# [Exercise details]
Please tally every line in the listing below where the word "Debug" appears, then give the number and nothing more.

# [Available data]
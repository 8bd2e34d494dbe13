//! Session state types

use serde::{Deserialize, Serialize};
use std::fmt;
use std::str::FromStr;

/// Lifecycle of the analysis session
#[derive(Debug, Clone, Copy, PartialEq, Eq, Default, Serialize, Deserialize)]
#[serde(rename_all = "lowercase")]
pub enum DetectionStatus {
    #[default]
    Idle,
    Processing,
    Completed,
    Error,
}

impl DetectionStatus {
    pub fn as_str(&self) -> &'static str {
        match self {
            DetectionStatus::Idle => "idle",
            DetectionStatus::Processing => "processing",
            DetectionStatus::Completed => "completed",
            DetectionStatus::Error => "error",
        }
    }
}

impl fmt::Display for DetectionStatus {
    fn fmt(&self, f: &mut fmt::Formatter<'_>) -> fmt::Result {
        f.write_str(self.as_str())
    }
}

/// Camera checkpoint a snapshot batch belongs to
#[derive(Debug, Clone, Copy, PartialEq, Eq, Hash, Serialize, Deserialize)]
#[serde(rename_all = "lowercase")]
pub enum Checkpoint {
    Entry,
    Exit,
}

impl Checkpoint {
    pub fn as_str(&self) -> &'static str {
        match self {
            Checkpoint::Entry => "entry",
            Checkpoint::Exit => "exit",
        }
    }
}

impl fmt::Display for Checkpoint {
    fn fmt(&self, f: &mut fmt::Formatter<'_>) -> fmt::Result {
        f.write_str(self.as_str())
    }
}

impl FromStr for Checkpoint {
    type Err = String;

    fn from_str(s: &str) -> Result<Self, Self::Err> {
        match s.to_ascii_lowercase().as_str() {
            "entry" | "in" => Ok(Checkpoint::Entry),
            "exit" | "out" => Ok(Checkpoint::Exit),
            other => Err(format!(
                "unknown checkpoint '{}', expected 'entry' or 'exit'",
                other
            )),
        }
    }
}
...
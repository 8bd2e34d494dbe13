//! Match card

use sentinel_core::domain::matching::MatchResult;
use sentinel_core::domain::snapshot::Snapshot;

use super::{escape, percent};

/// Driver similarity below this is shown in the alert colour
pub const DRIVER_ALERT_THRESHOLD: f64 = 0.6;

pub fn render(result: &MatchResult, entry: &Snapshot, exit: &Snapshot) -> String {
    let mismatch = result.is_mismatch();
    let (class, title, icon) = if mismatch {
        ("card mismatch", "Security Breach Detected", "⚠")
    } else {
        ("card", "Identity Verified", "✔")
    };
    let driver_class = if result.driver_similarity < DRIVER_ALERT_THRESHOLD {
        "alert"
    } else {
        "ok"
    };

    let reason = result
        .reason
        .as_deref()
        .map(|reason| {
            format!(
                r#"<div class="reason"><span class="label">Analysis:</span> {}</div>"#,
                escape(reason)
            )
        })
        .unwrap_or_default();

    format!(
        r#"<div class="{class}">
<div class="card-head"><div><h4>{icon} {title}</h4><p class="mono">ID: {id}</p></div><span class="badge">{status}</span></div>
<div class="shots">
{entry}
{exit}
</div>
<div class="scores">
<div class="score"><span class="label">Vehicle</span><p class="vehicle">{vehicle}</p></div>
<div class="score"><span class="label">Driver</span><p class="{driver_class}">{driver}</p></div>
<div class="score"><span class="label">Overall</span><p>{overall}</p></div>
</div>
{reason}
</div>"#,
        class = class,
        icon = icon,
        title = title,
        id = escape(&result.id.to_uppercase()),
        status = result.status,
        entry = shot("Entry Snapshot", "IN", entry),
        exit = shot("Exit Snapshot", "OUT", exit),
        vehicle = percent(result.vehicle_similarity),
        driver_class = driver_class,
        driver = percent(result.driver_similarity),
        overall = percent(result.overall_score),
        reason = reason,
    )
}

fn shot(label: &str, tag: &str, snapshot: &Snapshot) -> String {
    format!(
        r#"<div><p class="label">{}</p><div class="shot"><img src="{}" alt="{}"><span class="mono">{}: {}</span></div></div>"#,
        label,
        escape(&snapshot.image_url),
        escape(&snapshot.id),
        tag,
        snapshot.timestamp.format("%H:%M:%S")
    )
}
--
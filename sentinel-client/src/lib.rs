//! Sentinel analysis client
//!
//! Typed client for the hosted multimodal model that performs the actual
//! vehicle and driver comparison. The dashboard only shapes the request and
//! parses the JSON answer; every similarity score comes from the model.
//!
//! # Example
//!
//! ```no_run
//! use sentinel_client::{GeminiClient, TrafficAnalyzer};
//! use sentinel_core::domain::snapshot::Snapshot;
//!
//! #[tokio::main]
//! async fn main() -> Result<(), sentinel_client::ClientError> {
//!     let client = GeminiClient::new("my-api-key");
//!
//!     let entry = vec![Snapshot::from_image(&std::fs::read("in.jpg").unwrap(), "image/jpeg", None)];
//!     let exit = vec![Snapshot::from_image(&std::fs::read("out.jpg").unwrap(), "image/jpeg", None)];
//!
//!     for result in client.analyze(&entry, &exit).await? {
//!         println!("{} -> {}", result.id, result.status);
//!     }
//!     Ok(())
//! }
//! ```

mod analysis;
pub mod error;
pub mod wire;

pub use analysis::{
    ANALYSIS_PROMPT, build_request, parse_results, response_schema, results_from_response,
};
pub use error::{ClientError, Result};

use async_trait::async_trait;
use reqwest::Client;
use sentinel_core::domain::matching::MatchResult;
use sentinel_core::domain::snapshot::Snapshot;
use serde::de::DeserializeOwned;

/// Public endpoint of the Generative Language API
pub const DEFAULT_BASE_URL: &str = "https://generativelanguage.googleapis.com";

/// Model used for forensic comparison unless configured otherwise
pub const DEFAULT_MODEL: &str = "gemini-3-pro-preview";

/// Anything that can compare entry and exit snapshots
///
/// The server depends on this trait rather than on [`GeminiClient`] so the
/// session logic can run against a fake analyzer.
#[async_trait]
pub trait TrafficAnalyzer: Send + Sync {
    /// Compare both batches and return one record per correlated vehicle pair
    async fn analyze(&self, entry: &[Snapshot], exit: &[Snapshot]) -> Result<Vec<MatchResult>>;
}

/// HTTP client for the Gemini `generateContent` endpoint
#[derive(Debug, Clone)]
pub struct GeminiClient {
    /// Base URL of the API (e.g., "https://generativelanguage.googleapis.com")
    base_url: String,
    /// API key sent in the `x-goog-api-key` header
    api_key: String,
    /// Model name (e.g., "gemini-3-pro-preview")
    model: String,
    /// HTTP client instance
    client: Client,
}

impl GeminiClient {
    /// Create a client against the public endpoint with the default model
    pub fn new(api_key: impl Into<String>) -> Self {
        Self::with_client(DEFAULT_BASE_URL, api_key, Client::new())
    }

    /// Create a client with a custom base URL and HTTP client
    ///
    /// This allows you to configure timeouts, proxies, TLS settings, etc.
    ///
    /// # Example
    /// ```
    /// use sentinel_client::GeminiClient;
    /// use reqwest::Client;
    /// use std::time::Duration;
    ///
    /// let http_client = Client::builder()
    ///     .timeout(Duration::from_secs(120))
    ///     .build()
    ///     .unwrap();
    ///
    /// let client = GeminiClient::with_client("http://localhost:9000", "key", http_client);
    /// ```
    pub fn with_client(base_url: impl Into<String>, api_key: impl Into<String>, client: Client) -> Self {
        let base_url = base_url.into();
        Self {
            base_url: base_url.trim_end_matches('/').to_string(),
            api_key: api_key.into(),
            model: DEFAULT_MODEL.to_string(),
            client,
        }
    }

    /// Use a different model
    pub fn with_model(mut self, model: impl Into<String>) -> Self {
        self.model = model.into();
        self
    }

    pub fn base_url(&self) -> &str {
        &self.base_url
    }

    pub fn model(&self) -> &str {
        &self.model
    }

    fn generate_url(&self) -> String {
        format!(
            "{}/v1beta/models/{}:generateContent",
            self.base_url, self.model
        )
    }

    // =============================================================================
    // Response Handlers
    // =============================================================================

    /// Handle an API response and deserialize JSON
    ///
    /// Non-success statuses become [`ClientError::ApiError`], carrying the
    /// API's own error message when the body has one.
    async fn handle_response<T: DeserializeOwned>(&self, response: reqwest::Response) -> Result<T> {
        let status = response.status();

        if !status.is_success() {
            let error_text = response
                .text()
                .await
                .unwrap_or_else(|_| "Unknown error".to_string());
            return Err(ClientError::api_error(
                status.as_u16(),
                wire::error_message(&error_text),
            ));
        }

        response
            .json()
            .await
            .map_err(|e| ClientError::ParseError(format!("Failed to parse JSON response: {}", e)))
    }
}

# [Solution for this problem]
3